Сама Джоанна всегда недолюбливала мистера Шерстона. Она вспомнила, как однажды сидела у него в кабинете, в банковском офисе, обсуждая покупку нескольких акций, и мистер Шерстон, огромный жизнерадостный мужчина, распространяющий вокруг себя флюиды самодовольства, развалясь в кресле за своим широченным столом, весьма невежливо ей возражал. У него слишком подчеркнутые популистские манеры, подумала Джоанна.

— Я — обычный человек, и ничто человеческое мне не чуждо… Не надо думать, что я — бездушная машина, которая лишь умеет делать деньги. Я тоже люблю простые народные развлечения: теннис, гольф, бридж. Я настоящий — это когда я у кого-нибудь на званом ужине, простецкий парень, а вовсе не денежный мешок, который, поджав губы, скупо цедит: ни шиллингом больше!

Джоанна усмехнулась, вспомнив тираду мистера Шерстона.

«Надутый винный бурдюк!» — с негодованием подумала теперь Джоанна. Двоедушный и неискренний. Перевирает названия книг и авторов, ни в чем как следует не разбирается, во всем старается обмануть.

И все-таки чуть ли не каждый житель их городка утверждает, что этот человек ему симпатичен, что мистер Шерстон добрый приятель и вовсе не похож на банкира, каким его обычно представляют в фельетонах.

Впрочем, так и есть на самом деле. Нормальный банкир не присваивает деньги вкладчиков.

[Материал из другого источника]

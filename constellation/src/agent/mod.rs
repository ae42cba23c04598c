//! A single-conversation agent actor.
//!
//! An [`Agent`] drives one conversation: it sends the history to the model,
//! streams deltas out as progress events, routes proposed tool calls through
//! the approval gateway and the tool executor, folds results back, and
//! repeats until the model stops, the iteration cap is hit, or the run is
//! cancelled.
//!
//! State machine: `Idle → Working → (Suspended ↔ Working) → Idle`.
//! `Disabled` is terminal; a disabled agent rejects `send` with a typed
//! error. Suspension happens only at iteration boundaries, never mid-token.

mod builder;
mod config;
mod result;
mod runner;

pub use builder::AgentBuilder;
pub use config::AgentConfig;
pub use result::{RunResult, RunState};

use std::sync::Arc;

use tokio::sync::watch;
use tokio_util::sync::CancellationToken;
use tracing::debug;

use crate::event::{EventBus, SubscribeOptions, Subscription};
use crate::executor::ToolExecutor;
use crate::provider::{Message, ModelProvider};
use crate::tool::ToolRegistry;

/// Lifecycle state of an agent.
#[derive(Debug, Clone, Copy, PartialEq, Eq)]
pub enum AgentState {
    /// No run in progress.
    Idle,
    /// A run is in progress.
    Working,
    /// Paused at an iteration boundary.
    Suspended,
    /// Closed; rejects further input. Terminal.
    Disabled,
}

/// Control signals an agent accepts while running.
#[derive(Debug, Clone, Copy, PartialEq, Eq)]
pub enum ControlSignal {
    /// Cancel the current run and every tool call it owns.
    Cancel,
    /// Suspend at the next iteration boundary.
    Pause,
    /// Leave suspension.
    Resume,
}

pub(crate) struct AgentInner {
    pub(crate) config: AgentConfig,
    pub(crate) bus: Arc<EventBus>,
    pub(crate) provider: Arc<dyn ModelProvider>,
    pub(crate) tools: Arc<ToolRegistry>,
    pub(crate) executor: Arc<ToolExecutor>,
    pub(crate) state: std::sync::RwLock<AgentState>,
    /// Serializes runs: one in-flight model request per agent.
    pub(crate) run_lock: tokio::sync::Mutex<()>,
    /// Token of the run currently holding `run_lock`, for `Cancel`.
    pub(crate) current_run: std::sync::Mutex<Option<CancellationToken>>,
    pub(crate) pause: watch::Sender<bool>,
    /// Cancelled on `close`; parents every run token.
    pub(crate) close_token: CancellationToken,
    pub(crate) history: tokio::sync::Mutex<Vec<Message>>,
}

/// A single-conversation actor. Cheap to clone; all clones share state.
#[derive(Clone)]
pub struct Agent {
    pub(crate) inner: Arc<AgentInner>,
}

impl std::fmt::Debug for Agent {
    fn fmt(&self, f: &mut std::fmt::Formatter<'_>) -> std::fmt::Result {
        f.debug_struct("Agent")
            .field("id", &self.inner.config.id)
            .field("state", &self.state())
            .finish_non_exhaustive()
    }
}

impl Agent {
    /// Create a builder for a standalone agent.
    #[must_use]
    pub fn builder() -> AgentBuilder {
        AgentBuilder::new()
    }

    pub(crate) fn from_parts(
        config: AgentConfig,
        bus: Arc<EventBus>,
        provider: Arc<dyn ModelProvider>,
        tools: Arc<ToolRegistry>,
        executor: Arc<ToolExecutor>,
    ) -> Self {
        let (pause, _) = watch::channel(false);
        Self {
            inner: Arc::new(AgentInner {
                config,
                bus,
                provider,
                tools,
                executor,
                state: std::sync::RwLock::new(AgentState::Idle),
                run_lock: tokio::sync::Mutex::new(()),
                current_run: std::sync::Mutex::new(None),
                pause,
                close_token: CancellationToken::new(),
                history: tokio::sync::Mutex::new(Vec::new()),
            }),
        }
    }

    /// The agent's id.
    #[must_use]
    pub fn id(&self) -> &str {
        &self.inner.config.id
    }

    /// The template this agent was instantiated from, if any.
    #[must_use]
    pub fn template_id(&self) -> Option<&str> {
        self.inner.config.template_id.as_deref()
    }

    /// Current lifecycle state.
    #[must_use]
    pub fn state(&self) -> AgentState {
        *self.inner.state.read().expect("agent state poisoned")
    }

    pub(crate) fn set_state(&self, state: AgentState) {
        let mut guard = self.inner.state.write().expect("agent state poisoned");
        // Disabled is terminal.
        if *guard != AgentState::Disabled {
            *guard = state;
        }
    }

    /// Subscribe to this agent's event stream.
    pub async fn subscribe(&self, opts: SubscribeOptions) -> Subscription {
        self.inner.bus.subscribe(self.id(), opts).await
    }

    /// Deliver a control signal.
    ///
    /// Signals are advisory and never fail: cancelling an idle agent or
    /// resuming a running one is a no-op.
    pub fn control(&self, signal: ControlSignal) {
        match signal {
            ControlSignal::Cancel => {
                let current = self
                    .inner
                    .current_run
                    .lock()
                    .expect("run slot poisoned")
                    .clone();
                if let Some(token) = current {
                    debug!(agent = self.id(), "cancel requested");
                    token.cancel();
                }
            }
            ControlSignal::Pause => {
                self.inner.pause.send_replace(true);
            }
            ControlSignal::Resume => {
                self.inner.pause.send_replace(false);
            }
        }
    }

    /// Close the agent: cancel the run loop, unblock subscribers, and
    /// reject further input.
    ///
    /// Idempotent. After `close` returns, the agent is `Disabled` and its
    /// stream is removed from the bus.
    pub async fn close(&self) {
        {
            let mut guard = self.inner.state.write().expect("agent state poisoned");
            *guard = AgentState::Disabled;
        }
        self.inner.close_token.cancel();
        // Wait for an in-flight run to observe cancellation and release the
        // lock, so no task of ours outlives close.
        let _guard = self.inner.run_lock.lock().await;
        self.inner.bus.remove_agent(self.id()).await;
        debug!(agent = self.id(), "closed");
    }

    /// Snapshot of the conversation history.
    pub async fn history(&self) -> Vec<Message> {
        self.inner.history.lock().await.clone()
    }
}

Во всяком случае у Лесли Шерстон в особняке на полу лежат ковры ручной работы. Ни у кого даже и подозрения не возникает, что экстравагантная жена банкира попросту понуждает мистера Шерстона к обману. Хотя достаточно одного взгляда на Лесли, чтобы понять: к деньгам она равнодушна. Всегда одетая в поношенное шерстяное платье, с граблями в руках возится в своем саду или бродит где-нибудь в полях, за городом. И о внешнем виде детей она тоже не очень заботится. Джоанна вспомнила, как однажды Лесли Шерстон угощала ее чаем, подав на стол огромный батон, гигантский кус масла и чуть ли не ведро домашнего варенья. Нагрузив полный поднос фарфоровой посудой, она принесла все это в гостиную и со стуком брякнула на полированный, с инкрустацией, столик. Неопрятная, неаккуратная женщина, хотя и добросердечная, совершенно не умеющая держаться, сутулая, с тяжелой походкой и с лицом, как-то перекошенным набок. Но ее, надо сказать, кривоватая улыбка все-таки оставляет ощущение доброты. В общем, в городке ее любят, а это для человека самое главное.